Problem statement:
Counting task for the data below: how many lines hold the word "super"? Answer with the number only.

Records shown:

*** Begin section ***

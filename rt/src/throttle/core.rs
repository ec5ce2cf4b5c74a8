//! Throttle orchestration: tag registry, fairness loop, dispatch

use std::fmt;
use std::hash::Hash;
use std::num::NonZeroUsize;
use std::sync::atomic::{AtomicBool, AtomicU64, AtomicUsize, Ordering};
use std::sync::{Arc, Mutex};

use eyre::Result;
use indexmap::IndexMap;
use tracing::{debug, error, trace, warn};

use crate::config::ThrottleConfig;
use crate::counter::{Counter, ThrottleId};
use crate::domain::{Discrete, Range};
use crate::error::ThrottleError;
use crate::sync::locked;

use super::executor::{Completion, Executor};
use super::stats::{TagSnapshot, ThrottleStats};
use super::tagged::{Policy, Tagged, TaggedState};

/// Requirements on a tag type
pub trait Tag: Hash + Eq + Clone + fmt::Debug + Send + Sync + 'static {}

impl<T> Tag for T where T: Hash + Eq + Clone + fmt::Debug + Send + Sync + 'static {}

/// Tag states in pass order: the untagged bucket, then tags as first seen
struct Registry<D, T> {
    untagged: Option<Arc<Tagged<D, T>>>,
    tagged: IndexMap<T, Arc<Tagged<D, T>>>,
}

#[derive(Default)]
struct Counters {
    dispatched: AtomicU64,
    completed: AtomicU64,
    cancel_requests: AtomicU64,
    evictions: AtomicU64,
    requeued: AtomicU64,
    peak_executing: AtomicUsize,
}

struct Core<D, T> {
    id: ThrottleId,
    counter: Arc<Counter>,
    policy: Policy,
    lru_capacity: NonZeroUsize,
    executor: Arc<dyn Executor<D, T>>,
    registry: Mutex<Registry<D, T>>,
    /// Held by whoever is running the fairness loop
    pushing: AtomicBool,
    /// Set when work arrives; makes the loop runner take one more pass
    request: AtomicBool,
    counters: Counters,
}

/// Admission controller for range-shaped work
///
/// Requests are merged up to `limit` points, the most recent one is admitted
/// first, and every tag takes turns at the shared [`Counter`]. Best-effort
/// work may be evicted and cancelled to make room; promised work never is.
pub struct Throttle<D, T> {
    core: Arc<Core<D, T>>,
}

impl<D: Discrete, T: Tag> Throttle<D, T> {
    /// Register a new throttle with `counter`
    pub fn new(
        counter: Arc<Counter>,
        config: &ThrottleConfig,
        executor: Arc<dyn Executor<D, T>>,
    ) -> Result<Self, ThrottleError> {
        debug!(?config, "Throttle::new: called");
        config.validate()?;
        let id = counter.register();
        let lru_capacity = config.lru_capacity_for(counter.max_req_count());
        Ok(Self {
            core: Arc::new(Core {
                id,
                lru_capacity,
                policy: Policy {
                    limit: config.limit,
                    min_first: config.min_first,
                },
                counter,
                executor,
                registry: Mutex::new(Registry {
                    untagged: None,
                    tagged: IndexMap::new(),
                }),
                pushing: AtomicBool::new(false),
                request: AtomicBool::new(false),
                counters: Counters::default(),
            }),
        })
    }

    pub fn id(&self) -> ThrottleId {
        self.core.id
    }

    /// Queue `range` under `tag`; `promised` work is never evicted or cancelled
    ///
    /// Errors come from an executor refusing a dispatch during the admission
    /// pass this call triggers; the range itself is queued either way.
    pub fn put(&self, range: Range<D>, tag: Option<T>, promised: bool) -> Result<()> {
        debug!(%range, ?tag, promised, "Throttle::put: called");
        let tagged = self.core.with_tagged(tag, |state| state.push(range, promised));
        self.core.settle(&tagged)
    }

    /// Queue the single point `d`
    pub fn put_point(&self, d: D, tag: Option<T>, promised: bool) -> Result<()> {
        self.put(Range::point(d), tag, promised)
    }

    /// Forget waiting work overlapping `range`
    pub fn discard(&self, range: &Range<D>, tag: Option<T>, with_promised: bool) -> Result<()> {
        debug!(%range, ?tag, with_promised, "Throttle::discard: called");
        let min_first = self.core.policy.min_first;
        let tagged = self
            .core
            .with_tagged(tag, |state| state.discard(range, with_promised, min_first));
        self.core.settle(&tagged)
    }

    /// Ask the executor to stop running work inside `range`, then discard
    /// waiting work overlapping it
    pub fn cancel(&self, range: &Range<D>, tag: Option<T>, with_promised: bool) -> Result<()> {
        debug!(%range, ?tag, with_promised, "Throttle::cancel: called");
        let min_first = self.core.policy.min_first;
        let mut targets = Vec::new();
        let tagged = self.core.with_tagged(tag, |state| {
            targets = state.cancel_targets(range, with_promised);
            state.discard(range, with_promised, min_first);
        });
        for target in &targets {
            self.core.request_cancel(target, tagged.tag.as_ref());
        }
        self.core.settle(&tagged)
    }

    /// Stop admitting work
    ///
    /// Queued work is abandoned. With `cancel_in_flight`, every executing
    /// best-effort range is cancelled; promised work is left to finish.
    pub fn destroy(&self, cancel_in_flight: bool) {
        debug!(id = %self.core.id, cancel_in_flight, "Throttle::destroy: called");
        self.core.counter.unregister(self.core.id);
        let tags: Vec<Arc<Tagged<D, T>>> = {
            let mut registry = locked(&self.core.registry);
            let mut tags: Vec<_> = registry.untagged.take().into_iter().collect();
            tags.extend(registry.tagged.drain(..).map(|(_, tagged)| tagged));
            tags
        };
        if !cancel_in_flight {
            return;
        }
        for tagged in tags {
            let running = locked(&tagged.state).executing_ranges();
            for range in &running {
                self.core.request_cancel(range, tagged.tag.as_ref());
            }
        }
    }

    /// Container contents of every live tag, in pass order
    pub fn snapshot(&self) -> Vec<TagSnapshot<D, T>> {
        self.core
            .pass_order()
            .iter()
            .map(|tagged| locked(&tagged.state).snapshot(tagged.tag.as_ref()))
            .collect()
    }

    pub fn stats(&self) -> ThrottleStats {
        let counters = &self.core.counters;
        ThrottleStats {
            dispatched: counters.dispatched.load(Ordering::Relaxed),
            completed: counters.completed.load(Ordering::Relaxed),
            cancel_requests: counters.cancel_requests.load(Ordering::Relaxed),
            evictions: counters.evictions.load(Ordering::Relaxed),
            requeued: counters.requeued.load(Ordering::Relaxed),
            peak_executing: counters.peak_executing.load(Ordering::Relaxed),
        }
    }
}

impl<D, T> Clone for Throttle<D, T> {
    fn clone(&self) -> Self {
        Self {
            core: Arc::clone(&self.core),
        }
    }
}

impl<D, T> fmt::Debug for Throttle<D, T> {
    fn fmt(&self, f: &mut fmt::Formatter<'_>) -> fmt::Result {
        f.debug_struct("Throttle")
            .field("id", &self.core.id)
            .field("policy", &self.core.policy)
            .field("lru_capacity", &self.core.lru_capacity)
            .finish()
    }
}

impl<D: Discrete, T: Tag> Core<D, T> {
    /// Apply `apply` to the state of `tag`, creating it if needed
    ///
    /// Runs under the registry lock so an idle state cannot be released
    /// between lookup and mutation.
    fn with_tagged<F>(&self, tag: Option<T>, apply: F) -> Arc<Tagged<D, T>>
    where
        F: FnOnce(&mut TaggedState<D>),
    {
        let mut registry = locked(&self.registry);
        let tagged = match tag {
            None => Arc::clone(
                registry
                    .untagged
                    .get_or_insert_with(|| Arc::new(Tagged::new(None, self.lru_capacity))),
            ),
            Some(tag) => Arc::clone(
                registry
                    .tagged
                    .entry(tag.clone())
                    .or_insert_with(|| Arc::new(Tagged::new(Some(tag), self.lru_capacity))),
            ),
        };
        apply(&mut locked(&tagged.state));
        tagged
    }

    /// Run the fairness loop for `tagged`, then drop its state if idle
    fn settle(self: &Arc<Self>, tagged: &Arc<Tagged<D, T>>) -> Result<()> {
        let pushed = self.push_request(tagged);
        self.release_when_idle(tagged);
        pushed
    }

    fn pass_order(&self) -> Vec<Arc<Tagged<D, T>>> {
        let registry = locked(&self.registry);
        registry
            .untagged
            .iter()
            .chain(registry.tagged.values())
            .cloned()
            .collect()
    }

    fn release_when_idle(&self, tagged: &Arc<Tagged<D, T>>) {
        let mut registry = locked(&self.registry);
        if !locked(&tagged.state).is_idle() {
            return;
        }
        match &tagged.tag {
            None => {
                if registry.untagged.as_ref().is_some_and(|t| Arc::ptr_eq(t, tagged)) {
                    registry.untagged = None;
                    trace!("Throttle::release_when_idle: released untagged state");
                }
            }
            Some(tag) => {
                if registry.tagged.get(tag).is_some_and(|t| Arc::ptr_eq(t, tagged)) {
                    registry.tagged.shift_remove(tag);
                    trace!(?tag, "Throttle::release_when_idle: released tag state");
                }
            }
        }
    }

    /// Fairness loop
    ///
    /// Only one caller runs passes at a time; others raise `request` and
    /// return. `first` gets the first turn, then every tag in pass order,
    /// until a whole pass admits nothing and no request came in meanwhile.
    fn push_request(self: &Arc<Self>, first: &Arc<Tagged<D, T>>) -> Result<()> {
        self.request.store(true, Ordering::SeqCst);
        if self
            .pushing
            .compare_exchange(false, true, Ordering::SeqCst, Ordering::SeqCst)
            .is_err()
        {
            trace!("Throttle::push_request: pass already running");
            return Ok(());
        }
        self.request.store(false, Ordering::SeqCst);

        self.run_passes(first)
    }

    /// A tag whose dispatch fails does not end the pass: the remaining tags
    /// still get their turn and the first failure is returned at the end.
    fn run_passes(self: &Arc<Self>, first: &Arc<Tagged<D, T>>) -> Result<()> {
        let mut failure = None;
        let mut empty = self.admit_or_record(first, &mut failure);
        let mut passes = 0usize;
        loop {
            passes += 1;
            for tagged in self.pass_order() {
                empty &= self.admit_or_record(&tagged, &mut failure);
            }
            if !empty {
                empty = true;
                continue;
            }
            self.pushing.store(false, Ordering::SeqCst);
            if self.request.load(Ordering::SeqCst)
                && self
                    .pushing
                    .compare_exchange(false, true, Ordering::SeqCst, Ordering::SeqCst)
                    .is_ok()
            {
                self.request.store(false, Ordering::SeqCst);
                continue;
            }
            break;
        }
        trace!(passes, failed = failure.is_some(), "Throttle::push_request: settled");
        match failure {
            Some(e) => Err(e),
            None => Ok(()),
        }
    }

    fn admit_or_record(self: &Arc<Self>, tagged: &Arc<Tagged<D, T>>, failure: &mut Option<eyre::Report>) -> bool {
        match self.try_admit(tagged) {
            Ok(empty) => empty,
            Err(e) => {
                failure.get_or_insert(e);
                false
            }
        }
    }

    /// One admission turn for `tagged`; true when it has nothing more to push
    fn try_admit(self: &Arc<Self>, tagged: &Arc<Tagged<D, T>>) -> Result<bool> {
        if !self.counter.hold(self.id) {
            return Ok(true);
        }
        let mut empty = true;
        let promised = locked(&tagged.state).promote_promised(&self.policy);
        match promised {
            None => self.counter.release(self.id),
            Some(range) => {
                self.dispatch(tagged, range, true)?;
                empty &= !locked(&tagged.state).has_waiting_promised();
            }
        }

        if !self.counter.hold(self.id) {
            return Ok(true);
        }
        let promotion = locked(&tagged.state).promote(&self.policy);
        self.counters
            .evictions
            .fetch_add(promotion.cancelled.len() as u64, Ordering::Relaxed);
        self.counters
            .requeued
            .fetch_add(promotion.requeued as u64, Ordering::Relaxed);
        for range in &promotion.cancelled {
            self.request_cancel(range, tagged.tag.as_ref());
        }
        match promotion.chosen {
            None => self.counter.release(self.id),
            Some(range) => {
                self.dispatch(tagged, range, false)?;
                empty &= !locked(&tagged.state).has_waiting();
            }
        }
        Ok(empty)
    }

    /// Hand `range` to the executor with a completion wired to cleanup
    fn dispatch(self: &Arc<Self>, tagged: &Arc<Tagged<D, T>>, range: Range<D>, promised: bool) -> Result<()> {
        debug!(%range, tag = ?tagged.tag, promised, "Throttle::dispatch: called");
        let done = {
            let core = Arc::clone(self);
            let owner = Arc::clone(tagged);
            let finished = range.clone();
            Completion::new(move || {
                if let Err(e) = core.finish(&owner, &finished, promised) {
                    let error = format!("{e:#}");
                    error!(range = %finished, tag = ?owner.tag, %error, "Throttle::finish: re-admission failed");
                }
            })
        };
        self.counters.dispatched.fetch_add(1, Ordering::Relaxed);
        self.counters
            .peak_executing
            .fetch_max(self.counter.inflight(self.id), Ordering::Relaxed);

        if let Err(e) = self.executor.execute(&range, tagged.tag.as_ref(), done.clone()) {
            warn!(%range, tag = ?tagged.tag, "Throttle::dispatch: executor refused work: {e:#}");
            done.done();
            return Err(e.wrap_err(format!("Failed to dispatch {range} for tag {:?}", tagged.tag)));
        }
        Ok(())
    }

    /// Completion cleanup; runs once per dispatched range
    fn finish(self: &Arc<Self>, tagged: &Arc<Tagged<D, T>>, range: &Range<D>, promised: bool) -> Result<()> {
        debug!(%range, tag = ?tagged.tag, promised, "Throttle::finish: called");
        let redundant = locked(&tagged.state).finish(range, promised, self.policy.min_first);
        for target in &redundant {
            self.request_cancel(target, tagged.tag.as_ref());
        }
        self.counters.completed.fetch_add(1, Ordering::Relaxed);
        self.counter.release(self.id);
        self.settle(tagged)
    }

    fn request_cancel(&self, range: &Range<D>, tag: Option<&T>) {
        debug!(%range, ?tag, "Throttle::request_cancel: called");
        self.counters.cancel_requests.fetch_add(1, Ordering::Relaxed);
        self.executor.cancel(range, tag);
    }
}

*** End section ***

Output for this exercise:
3